Notwithstanding the mental health benefits of lockdown for many families in the current study, a substantial proportion of families, typically with more severe/enduring mental illness or emotional regulation difficulties, experienced additional challenges and mental distress due to confinement/isolation, lack of routines, anxiety, substance misuse, and child externalising issues. This is similar to reports highlighting an increased risk of additional mental distress and financial difficulties for the more socially disadvantaged, as well as increased alcohol misuse and domestic violence during lockdown (5, 10). Furthermore, we found substantial variation in the support provided to families across service areas, including management decisions on allowing safe in-person contact and redeploying clinicians to frontline COVID-19 duties, which had implications both for family mental health and staff well-being (45). As countries around the world begin vaccination programmes on an unprecedented scale, it is nevertheless likely that future pandemics will occur (46) and, in this context, lessons can be learned from those service areas that were able to more effectively support vulnerable families during the COVID-19 pandemic.
We also note that it took far longer for mental health services to implement remote digital technologies during the first lockdown when compared to the education and business sectors (this happened, in part, due to the redeployment of mental health clinicians to frontline COVID-19 duties).

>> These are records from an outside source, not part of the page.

//! Work stream patterns
//!
//! A pattern is a weighted set of workstream categories appropriate for one
//! initiative type. Hand-authored patterns are registered as
//! [`PatternPlugin`]s in a [`PatternRegistry`]; initiative types without a
//! plugin get an LLM-generated pattern from the pattern stage.

mod business_launch;
pub mod categories;
mod registry;
mod software_development;

pub use business_launch::BusinessLaunchPattern;
pub use registry::PatternRegistry;
pub use software_development::SoftwareDevelopmentPattern;

use crate::output::{BusinessIntent, InitiativeType, WorkStream, WorkStreamPattern};

/// Allowed deviation, in percentage points, of a pattern's weight sum from 100
pub const WEIGHT_TOLERANCE: f64 = 5.0;

pub trait PatternPlugin: Send + Sync {
    fn initiative_type(&self) -> InitiativeType;

    fn name(&self) -> &str;

    /// Builds the intent-specific pattern. Weights are percentages.
    fn analyze(&self, intent: &BusinessIntent) -> WorkStreamPattern;

    /// Checks that generated workstreams still reflect what this pattern
    /// requires.
    fn validate(&self, workstreams: &[WorkStream]) -> bool;
}

/// `|sum(weights) - 100| <= WEIGHT_TOLERANCE`
pub fn validate_pattern_weights(pattern: &WorkStreamPattern) -> bool {
    (pattern.weight_sum() - 100.0).abs() <= WEIGHT_TOLERANCE
}

/// True when every category in `required` has at least one workstream
pub(crate) fn covers_categories(workstreams: &[WorkStream], required: &[&str]) -> bool {
    required
        .iter()
        .all(|cat| workstreams.iter().any(|ws| ws.category == *cat))
}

While there was commendable outreach by phone, the opportunities provided by digital technologies were not exploited in either NI or the RoI at the time. Encouragingly, considerable progress has been made in mental health remote provision during subsequent lockdowns, and research indicates that online mental health supports can be effective, particularly when blended with face-to-face contact, although not all clients may be able to access these due to unreliable broadband connectivity or a lack of confidence in using virtual platforms (47). A range of high quality online resources exist that could be more widely disseminated/promoted to clinicians and families with PMI, including COPMI and the Emerging Minds websites3, although more evidence on their effectiveness is required. Recommendations for optimal online delivery include: addressing issues of client engagement, identifying core components of evidence-based interventions when adapting to virtual delivery, and monitoring outcomes and effectiveness (47).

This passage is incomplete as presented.